With the passing of biologist Julian Kenny, Trinidad and Tobago has lost 98 per cent of its scientists. And, unfortunately, there are too many people in this place who would actually think that figure is a statement of fact, as distinct from a true joke.
For me personally, the actual figure is 50 per cent, since Prof Kenny was one of only two scientists I knew (and the other one no longer lives in Trinidad). Presumably, there are other scientists in T&T, but I'm not acquainted with them. I know a few who claim to be scientists, but their claim is based on further claims that their "experiments" are supported by similar claims from an eminent Canadian scientist who won the Order of Canada and the Rutherford medal, even though a three-minute search on the Internet reveals no such listings for that individual in either category.

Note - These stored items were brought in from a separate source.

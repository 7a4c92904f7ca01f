//! RenderHost: owns a renderer, a dirty set and the pending-frame latch.

use std::collections::HashSet;

use super::builder::RenderTreeBuilder;
use super::list::RenderList;
use super::renderer::{Extent, FrameContext, Renderer, RendererParams};
use crate::error::{Result, UiError};
use crate::tree::{ElementId, ElementTree};

/// Drives one surface's renderer.
///
/// Any invalidation requests a full rebuild of the render list. The dirty
/// set is still tracked so callers can see what changed since the last
/// presented frame.
pub struct RenderHost {
    renderer: Box<dyn Renderer>,
    builder: RenderTreeBuilder,
    dirty: HashSet<ElementId>,
    render_pending: bool,
    initialized: bool,
    extent: Extent,
    last_error: Option<UiError>,
    last_list: Option<RenderList>,
    frames: u64,
}

impl RenderHost {
    pub fn new(renderer: Box<dyn Renderer>) -> Self {
        Self {
            renderer,
            builder: RenderTreeBuilder::new(),
            dirty: HashSet::new(),
            render_pending: true,
            initialized: false,
            extent: Extent::default(),
            last_error: None,
            last_list: None,
            frames: 0,
        }
    }

    /// Initialize the renderer. On failure the host stays uninitialized and
    /// the error is returned as [`UiError::SurfaceLost`].
    pub fn initialize(&mut self, params: &RendererParams) -> Result<()> {
        match self.renderer.initialize(params) {
            Ok(()) => {
                self.initialized = true;
                self.extent = params.extent;
                self.last_error = None;
                self.request_render();
                log::debug!(
                    "renderer {} initialized at {}x{}",
                    self.renderer.name(),
                    params.extent.width,
                    params.extent.height
                );
                Ok(())
            }
            Err(err) => Err(self.surface_lost(err)),
        }
    }

    /// Forward a resize. A failure leaves the host uninitialized.
    pub fn resize(&mut self, extent: Extent) -> Result<()> {
        if extent == self.extent {
            return Ok(());
        }
        match self.renderer.resize(extent) {
            Ok(()) => {
                self.extent = extent;
                self.request_render();
                Ok(())
            }
            Err(err) => Err(self.surface_lost(err)),
        }
    }

    fn surface_lost(&mut self, err: UiError) -> UiError {
        let err = match err {
            UiError::SurfaceLost(msg) => UiError::SurfaceLost(msg),
            other => UiError::SurfaceLost(other.to_string()),
        };
        log::error!("renderer {}: {err}", self.renderer.name());
        self.initialized = false;
        self.last_error = Some(err.clone());
        err
    }

    pub fn request_render(&mut self) {
        self.render_pending = true;
    }

    /// Add `id` to the dirty set and request a render.
    pub fn invalidate_element(&mut self, id: ElementId) {
        self.dirty.insert(id);
        self.request_render();
    }

    /// Build and present a frame for `root` if one is pending.
    ///
    /// Returns `true` only when a frame was presented. A failing renderer
    /// leaves the request latched so the caller can retry.
    pub fn render_frame(&mut self, tree: &ElementTree, root: ElementId, ctx: &FrameContext) -> bool {
        if !self.render_pending {
            return false;
        }
        if !self.initialized {
            log::debug!("render skipped: renderer {} not initialized", self.renderer.name());
            return false;
        }
        let list = self.builder.build(tree, root);
        if let Err(err) = self.present(&list, ctx) {
            log::error!("frame {} failed on {}: {err}", ctx.frame_index, self.renderer.name());
            self.last_error = Some(err);
            return false;
        }
        self.render_pending = false;
        self.dirty.clear();
        self.last_error = None;
        self.last_list = Some(list);
        self.frames += 1;
        true
    }

    /// A begun frame is always ended, even when `draw` fails.
    fn present(&mut self, list: &RenderList, ctx: &FrameContext) -> Result<()> {
        self.renderer.begin_frame(ctx)?;
        let drawn = self.renderer.draw(list);
        let ended = self.renderer.end_frame();
        drawn.and(ended)
    }

    pub fn shutdown(&mut self) {
        if self.initialized {
            self.renderer.shutdown();
            self.initialized = false;
        }
    }

    pub fn is_render_pending(&self) -> bool {
        self.render_pending
    }

    pub fn is_initialized(&self) -> bool {
        self.initialized
    }

    pub fn dirty(&self) -> &HashSet<ElementId> {
        &self.dirty
    }

    pub fn extent(&self) -> Extent {
        self.extent
    }

    /// The error from the last failed initialize, resize or frame.
    pub fn last_error(&self) -> Option<&UiError> {
        self.last_error.as_ref()
    }

    /// The list of the last presented frame.
    pub fn last_render_list(&self) -> Option<&RenderList> {
        self.last_list.as_ref()
    }

    /// Number of frames presented.
    pub fn frames_presented(&self) -> u64 {
        self.frames
    }

    pub fn renderer_name(&self) -> &str {
        self.renderer.name()
    }
}

impl Drop for RenderHost {
    fn drop(&mut self) {
        self.shutdown();
    }
}

impl std::fmt::Debug for RenderHost {
    fn fmt(&self, f: &mut std::fmt::Formatter<'_>) -> std::fmt::Result {
        f.debug_struct("RenderHost")
            .field("renderer", &self.renderer.name())
            .field("dirty", &self.dirty.len())
            .field("render_pending", &self.render_pending)
            .field("initialized", &self.initialized)
            .finish()
    }
}

// ===========================================================================
// Tests
// ===========================================================================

Prof Kenny, on the other hand, had done extensive original research on T&T's ecology. He had written many scientific articles and a few books. But, more than that, he possessed the true scientific outlook: analytical, empirical and sceptical. We used to correspond irregularly, and when I met him in person at the Express's office a few years ago, he asked me what my scientific background was. I've never received a bigger compliment, because that's the type of women I know. And, when I told him I had never formally studied science and merely had a BA in literature, Prof Kenny, like the true gentleman he was, didn't draw back in horror and disgust. That reaction I more often get from humanities lecturers.